SEATTLE (Reuters) - A 9-year-old girl will need to undergo periodic testing for exposure to HIV and hepatitis after being accidentally jabbed in the foot with a used hypodermic needle left in her bed in a Washington state hotel room, her mother said on Thursday.
Police in Aberdeen, a city about 100 miles southwest of Seattle, said they are treating the incident at the Guest House Inn and Suite in that town as a medical case, not a criminal investigation, because it would be impossible to determine to whom the disposable syringe belonged.
Angie Smith of Edgewood, Washington, said her daughter, Emily Johnson, was pierced in her right heel by the needle, which was attached to a disposable syringe stained with dried blood, on June 1 while the family was visiting Aberdeen for a girls' softball tournament.
Her daughter described the needle prick as feeling like a bee sting, Smith said.
The syringe was lodged between the mattress and mattress pad on the girl's bunk bed in the hotel room. A plastic baggie and a second syringe were found nearby, Smith said.
Emily's family said they took her to a hospital that night and also called police.
"The police were in and out pretty quickly," Smith said. "They just weren't that concerned."
Smith said her family had consulted an attorney about the incident, she said.
Aberdeen police spokesman Captain John Green said his agency did not test the syringes, and that the hospital where the girl was taken disposed of them. He also said he could not confirm that the minute quantity of liquid in the syringe was blood.
"There's no crime to investigate," Green said. "Syringes aren't illegal and the hotel had no idea how long the syringes had been there. ... They could be from diabetics, they could be from drug users. We have no idea."
The girl has since undergone blood tests for the AIDS virus and hepatitis, and the results were negative. However, doctors have advised the family that she should continue to be screened for blood-borne infections on a periodic basis, her mother said.
An official from the hospital where the girl was taken could not be reached for comment.
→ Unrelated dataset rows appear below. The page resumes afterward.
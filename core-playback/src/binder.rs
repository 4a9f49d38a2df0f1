//! # Playback Binder
//!
//! Reconciles the [`StateStore`] with the platform [`MediaHandle`].
//!
//! ## Overview
//!
//! Two paths reach the handle:
//!
//! - **Output sync** ([`PlaybackBinder::sync_audio`]): projects `volume` and
//!   `muted` onto the handle. The player runs it once at mount and after
//!   every state change that touches either value.
//! - **Play/pause toggle** ([`PlaybackBinder::toggle_play_pause`]): inverts
//!   the stored playing flag and drives the handle directly.
//!
//! Starting playback is asynchronous and may be rejected. The toggle issues
//! the request, flips the flag right away and leaves the outcome to a local
//! task that only classifies and reports it:
//!
//! | Outcome | Reported as |
//! |---|---|
//! | started | `debug` |
//! | `NotAllowed` (autoplay policy) | nothing |
//! | `Aborted` (superseded by a pause) | `debug` |
//! | `Failed` | `error` |
//!
//! The outcome never writes back to the store.
//!
//! ## Executor
//!
//! Outcome tasks go through [`core_async::try_spawn_local`]. In the browser
//! that is the page's event loop; natively the toggle has to run inside
//! [`core_async::run_local`]. Without an executor the request is still issued
//! and the flag still flips, but the outcome goes unreported and a warning is
//! logged.

use std::cell::Cell;
use std::rc::Rc;

use bridge_traits::playback::{MediaHandle, PlayRejection, PlayResult};
use tracing::{debug, error, info, warn};

use crate::store::StateStore;

/// Owner of the playback handle for one player.
pub struct PlaybackBinder {
    handle: Rc<dyn MediaHandle>,
    store: StateStore,
    pending: Rc<Cell<usize>>,
    released: Cell<bool>,
}

impl PlaybackBinder {
    pub fn new(handle: Rc<dyn MediaHandle>, store: StateStore) -> Self {
        Self {
            handle,
            store,
            pending: Rc::new(Cell::new(0)),
            released: Cell::new(false),
        }
    }

    /// Write the stored volume and mute flag onto the handle.
    ///
    /// Idempotent: repeating it without a state change leaves the handle as
    /// it was.
    pub fn sync_audio(&self) {
        if self.released.get() {
            return;
        }

        let state = self.store.snapshot();
        self.handle.set_volume(state.volume);
        self.handle.set_muted(state.is_muted);
        debug!(
            volume = state.volume,
            muted = state.is_muted,
            "Synced audio output"
        );
    }

    /// Flip between playing and paused.
    ///
    /// The new flag is stored before any begin-playback request settles and
    /// stays put whatever the request's outcome.
    pub fn toggle_play_pause(&self) {
        if self.released.get() {
            debug!("Ignoring play/pause toggle after release");
            return;
        }

        let should_play = !self.store.is_playing();

        if should_play {
            self.begin_playback();
        } else {
            self.handle.pause();
            debug!("Paused playback");
        }

        self.store.set_playing(should_play);
    }

    /// Begin-playback requests issued and not yet settled.
    pub fn pending_requests(&self) -> usize {
        self.pending.get()
    }

    /// Whether [`release`](Self::release) has run.
    pub fn is_released(&self) -> bool {
        self.released.get()
    }

    /// Stop playback and detach the handle. Later calls do nothing.
    pub fn release(&self) {
        if self.released.replace(true) {
            return;
        }

        self.handle.pause();
        self.handle.release();
        info!(
            pending_requests = self.pending.get(),
            "Released playback handle"
        );
    }

    fn begin_playback(&self) {
        let request = self.handle.play();
        self.pending.set(self.pending.get() + 1);
        debug!(pending_requests = self.pending.get(), "Issued play request");

        let pending = Rc::clone(&self.pending);
        // Detached: the outcome task must not hold the player alive.
        let spawned = core_async::try_spawn_local(async move {
            let outcome = request.await;
            pending.set(pending.get().saturating_sub(1));
            report_play_outcome(outcome);
        });

        if let Err(err) = spawned {
            self.pending.set(self.pending.get().saturating_sub(1));
            warn!(error = %err, "Play request outcome will not be reported");
        }
    }
}

/// Log a settled begin-playback request according to its classification.
fn report_play_outcome(outcome: PlayResult) {
    match outcome {
        Ok(()) => debug!("Playback started"),
        Err(PlayRejection::NotAllowed { .. }) => {}
        Err(PlayRejection::Aborted { message }) => {
            debug!(reason = %message, "Play request interrupted");
        }
        Err(rejection @ PlayRejection::Failed { .. }) => {
            error!(
                name = rejection.name(),
                error = %rejection,
                "Failed to start playback"
            );
        }
    }
}
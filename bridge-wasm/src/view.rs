//! DOM rendering of the control surface.

use core_playback::{ControlView, Icon};
use tracing::warn;
use wasm_bindgen::JsCast;
use web_sys::{Document, HtmlButtonElement, HtmlElement, HtmlInputElement};

use crate::error::{WasmError, WasmResult};

const CONTROLS_CLASS: &str = "audio-player__controls";
const ICON_KEY: &str = "icon";

/// Buttons, slider and readout of one widget.
pub struct ControlSurface {
    container: HtmlElement,
    play_button: HtmlButtonElement,
    mute_button: HtmlButtonElement,
    slider: HtmlInputElement,
    readout: HtmlElement,
}

impl ControlSurface {
    /// Create the control nodes. The surface is detached until
    /// [`container`](Self::container) is appended somewhere.
    pub fn build(document: &Document, step: f64) -> WasmResult<Self> {
        let container: HtmlElement = create(document, "div")?;
        container.set_class_name(CONTROLS_CLASS);

        let play_button = button(document, "audio-player__play")?;
        let mute_button = button(document, "audio-player__mute")?;

        let slider: HtmlInputElement = create(document, "input")?;
        slider.set_type("range");
        slider.set_min("0");
        slider.set_max("1");
        slider.set_step(&step.to_string());
        slider.set_class_name("audio-player__volume");

        let readout: HtmlElement = create(document, "span")?;
        readout.set_class_name("audio-player__readout");

        container.append_child(&play_button)?;
        container.append_child(&mute_button)?;
        container.append_child(&slider)?;
        container.append_child(&readout)?;

        Ok(Self {
            container,
            play_button,
            mute_button,
            slider,
            readout,
        })
    }

    pub fn container(&self) -> &HtmlElement {
        &self.container
    }

    pub fn play_button(&self) -> &HtmlButtonElement {
        &self.play_button
    }

    pub fn mute_button(&self) -> &HtmlButtonElement {
        &self.mute_button
    }

    pub fn slider(&self) -> &HtmlInputElement {
        &self.slider
    }

    /// Bring every node in line with `view`.
    pub fn render(&self, view: &ControlView) {
        render_button(&self.play_button, view.play_icon, view.play_title);
        render_button(&self.mute_button, view.mute_icon, view.mute_title);

        self.slider.set_value(&view.slider.value.to_string());
        self.slider.set_title(&view.slider_title);
        self.readout.set_text_content(Some(&view.readout));
    }
}

fn render_button(button: &HtmlButtonElement, icon: Icon, title: &str) {
    if button.dataset().get(ICON_KEY).as_deref() != Some(icon.name()) {
        button.set_inner_html(icon.svg());
        if let Err(err) = button.dataset().set(ICON_KEY, icon.name()) {
            warn!(error = ?err, icon = icon.name(), "Failed to record button icon");
        }
    }
    button.set_title(title);
    if let Err(err) = button.set_attribute("aria-label", title) {
        warn!(error = ?err, label = title, "Failed to set button aria-label");
    }
}

fn button(document: &Document, class_name: &str) -> WasmResult<HtmlButtonElement> {
    let button: HtmlButtonElement = create(document, "button")?;
    button.set_type("button");
    button.set_class_name(class_name);
    Ok(button)
}

pub(crate) fn create<T: JsCast>(document: &Document, tag: &'static str) -> WasmResult<T> {
    document
        .create_element(tag)?
        .dyn_into::<T>()
        .map_err(|_| WasmError::UnexpectedElement(tag))
}
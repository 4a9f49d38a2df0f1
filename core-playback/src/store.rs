//! # Player State Store
//!
//! Holds the three pieces of UI state (playing, volume, muted) and notifies
//! subscribers whenever a mutation changes any of them.
//!
//! ## Rules
//!
//! - Effective volume is `0.0` while muted, `volume` otherwise.
//! - [`StateStore::set_volume`] clears mute when raising the volume above
//!   zero and sets it when dropping the volume to zero.
//! - [`StateStore::set_muted`] and [`StateStore::toggle_mute`] never touch
//!   the stored volume.
//! - Writes that change nothing emit nothing.

use std::cell::Cell;
use std::rc::Rc;

use core_runtime::config::WidgetConfig;
use core_runtime::events::{EventBus, Subscription};
use tracing::{debug, trace};

/// Snapshot of the player's UI state.
#[derive(Debug, Clone, Copy, PartialEq)]
pub struct PlayerState {
    /// Intended play state, set optimistically by the toggle.
    pub is_playing: bool,
    /// Volume in `0.0..=1.0`.
    pub volume: f64,
    /// Whether output is silenced.
    pub is_muted: bool,
}

impl PlayerState {
    /// Level the listener actually hears.
    pub fn effective_volume(&self) -> f64 {
        if self.is_muted {
            0.0
        } else {
            self.volume
        }
    }

    /// Initial state described by a widget configuration.
    pub fn from_config(config: &WidgetConfig) -> Self {
        Self {
            is_playing: false,
            volume: config.initial_volume.clamp(0.0, 1.0),
            is_muted: config.initial_muted,
        }
    }
}

impl Default for PlayerState {
    fn default() -> Self {
        Self::from_config(&WidgetConfig::default())
    }
}

/// One state mutation, as seen by subscribers.
#[derive(Debug, Clone, Copy, PartialEq)]
pub struct StateChange {
    pub previous: PlayerState,
    pub current: PlayerState,
}

impl StateChange {
    /// Whether the volume or the mute flag differs.
    pub fn affects_output(&self) -> bool {
        self.previous.volume != self.current.volume
            || self.previous.is_muted != self.current.is_muted
    }

    /// Whether the playing flag differs.
    pub fn affects_playing(&self) -> bool {
        self.previous.is_playing != self.current.is_playing
    }
}

/// Shared, single-threaded store of [`PlayerState`].
///
/// Clones share the same state and subscribers.
#[derive(Debug, Clone)]
pub struct StateStore {
    state: Rc<Cell<PlayerState>>,
    changes: EventBus<StateChange>,
}

impl StateStore {
    pub fn new(initial: PlayerState) -> Self {
        Self {
            state: Rc::new(Cell::new(initial)),
            changes: EventBus::new(),
        }
    }

    pub fn snapshot(&self) -> PlayerState {
        self.state.get()
    }

    pub fn is_playing(&self) -> bool {
        self.state.get().is_playing
    }

    pub fn volume(&self) -> f64 {
        self.state.get().volume
    }

    pub fn is_muted(&self) -> bool {
        self.state.get().is_muted
    }

    pub fn effective_volume(&self) -> f64 {
        self.state.get().effective_volume()
    }

    /// Slider handler. Out-of-range values are clamped, NaN is ignored.
    pub fn set_volume(&self, volume: f64) {
        if volume.is_nan() {
            debug!("Ignoring NaN volume");
            return;
        }

        let volume = volume.clamp(0.0, 1.0);
        self.update(|state| {
            state.volume = volume;
            if volume > 0.0 && state.is_muted {
                state.is_muted = false;
            } else if volume == 0.0 && !state.is_muted {
                state.is_muted = true;
            }
        });
    }

    pub fn set_muted(&self, muted: bool) {
        self.update(|state| state.is_muted = muted);
    }

    pub fn toggle_mute(&self) {
        self.update(|state| state.is_muted = !state.is_muted);
    }

    /// Only the playback toggle writes the playing flag.
    pub(crate) fn set_playing(&self, playing: bool) {
        self.update(|state| state.is_playing = playing);
    }

    /// Register a listener for state changes.
    #[must_use = "dropping the subscription unsubscribes immediately"]
    pub fn subscribe(&self, listener: impl Fn(&StateChange) + 'static) -> Subscription {
        self.changes.subscribe(listener)
    }

    fn update(&self, mutate: impl FnOnce(&mut PlayerState)) {
        let previous = self.state.get();
        let mut current = previous;
        mutate(&mut current);

        if current == previous {
            return;
        }

        self.state.set(current);
        trace!(
            is_playing = current.is_playing,
            volume = current.volume,
            is_muted = current.is_muted,
            "Player state changed"
        );
        self.changes.emit(&StateChange { previous, current });
    }
}

impl Default for StateStore {
    fn default() -> Self {
        Self::new(PlayerState::default())
    }
}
Angel Housden, the manager at the Guest House Inn and Suite, said she had apologized to the family, but she found it strange when the family declined an offer to change the two rooms they had booked for two nights.
Smith said the room where the needle was found was cleaned at the family's request and they did not change rooms, although they continued to avoid the bunk beds where the syringe had turned up.
The hotel initially offered to waive a single room charge for the first night's stay but rescinded the offer after the family insisted on getting both rooms free for both nights.
"They ended up staying both nights and wanted both rooms comped," she said. "When they realized they didn't get their stay free and they also wanted the adjacent room free as well, they did get very angry and start verbally attacking my front desk."